File spoon-archives/lyotard.archive/lyotard_2001/lyotard.0112, message 104


Date: Tue, 18 Dec 2001 22:36:24 -0600
From: Mary Murphy&Salstrand <ericandmary-AT-earthlink.net>
Subject: Homo Prosthesis


All,

Let Hugh's words stand as the emblem here- "this self-evolved
anthropoid, the hairless ape who walks erect, reaching for the stars."

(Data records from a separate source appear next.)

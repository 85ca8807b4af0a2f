//! Error types for discovery-service
//!
//! Callers must be able to tell "fix your request" apart from "retry later",
//! so every variant maps to a distinct HTTP status and carries a stable code.

use actix_web::{error::ResponseError, http::StatusCode, HttpResponse};
use thiserror::Error;
use uuid::Uuid;

#[derive(Error, Debug)]
pub enum DiscoveryError {
    /// Missing or malformed parameter for the chosen sort mode
    #[error("Invalid ranking request: {0}")]
    InvalidRankingRequest(String),

    /// Member has neither explicit selections nor interaction history
    #[error("No preference signal for member {0}")]
    NoPreferenceSignal(Uuid),

    /// Transient infrastructure fault (database down, timeout)
    #[error("Storage unavailable: {0}")]
    StorageUnavailable(String),

    #[error("Not found: {0}")]
    NotFound(String),

    #[error("Configuration error: {0}")]
    Config(String),
}

impl DiscoveryError {
    /// Stable machine-readable code used in error bodies and metrics labels
    pub fn code(&self) -> &'static str {
        match self {
            DiscoveryError::InvalidRankingRequest(_) => "INVALID_RANKING_REQUEST",
            DiscoveryError::NoPreferenceSignal(_) => "NO_PREFERENCE_SIGNAL",
            DiscoveryError::StorageUnavailable(_) => "STORAGE_UNAVAILABLE",
            DiscoveryError::NotFound(_) => "NOT_FOUND",
            DiscoveryError::Config(_) => "CONFIG_ERROR",
        }
    }

    /// Whether the same request may succeed when retried later
    pub fn is_retryable(&self) -> bool {
        matches!(self, DiscoveryError::StorageUnavailable(_))
    }
}

impl From<sqlx::Error> for DiscoveryError {
    fn from(err: sqlx::Error) -> Self {
        DiscoveryError::StorageUnavailable(err.to_string())
    }
}

impl ResponseError for DiscoveryError {
    fn status_code(&self) -> StatusCode {
        match self {
            DiscoveryError::InvalidRankingRequest(_) => StatusCode::BAD_REQUEST,
            DiscoveryError::NoPreferenceSignal(_) => StatusCode::UNPROCESSABLE_ENTITY,
            DiscoveryError::StorageUnavailable(_) => StatusCode::SERVICE_UNAVAILABLE,
            DiscoveryError::NotFound(_) => StatusCode::NOT_FOUND,
            DiscoveryError::Config(_) => StatusCode::INTERNAL_SERVER_ERROR,
        }
    }

    fn error_response(&self) -> HttpResponse {
        let status = self.status_code();

        HttpResponse::build(status).json(serde_json::json!({
            "error": self.to_string(),
            "code": self.code(),
            "status": status.as_u16(),
            "retryable": self.is_retryable(),
        }))
    }
}

/// Result type alias for discovery operations
pub type Result<T> = std::result::Result<T, DiscoveryError>;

>From Johann Gottfried Herder to Desmond Morris, such imagery has been
commonplace. As Hans Joas points out in his book "The Creativity of
Action" Herder early on emphasized the glorious weakness of being human.
Joas writes about Herder's theory as follows:  

"The human being is initially regarded as a deficient creature, in that
he is inferior to the animals in terms of strength and reliability in
his instincts. The corollary of this inferiority, however, is that the
sensuality of the basic drives of the human being are concentrated less
exclusively on a particular segment of the world. The opportunity of
being open to the world is a consequence of being less specialized."  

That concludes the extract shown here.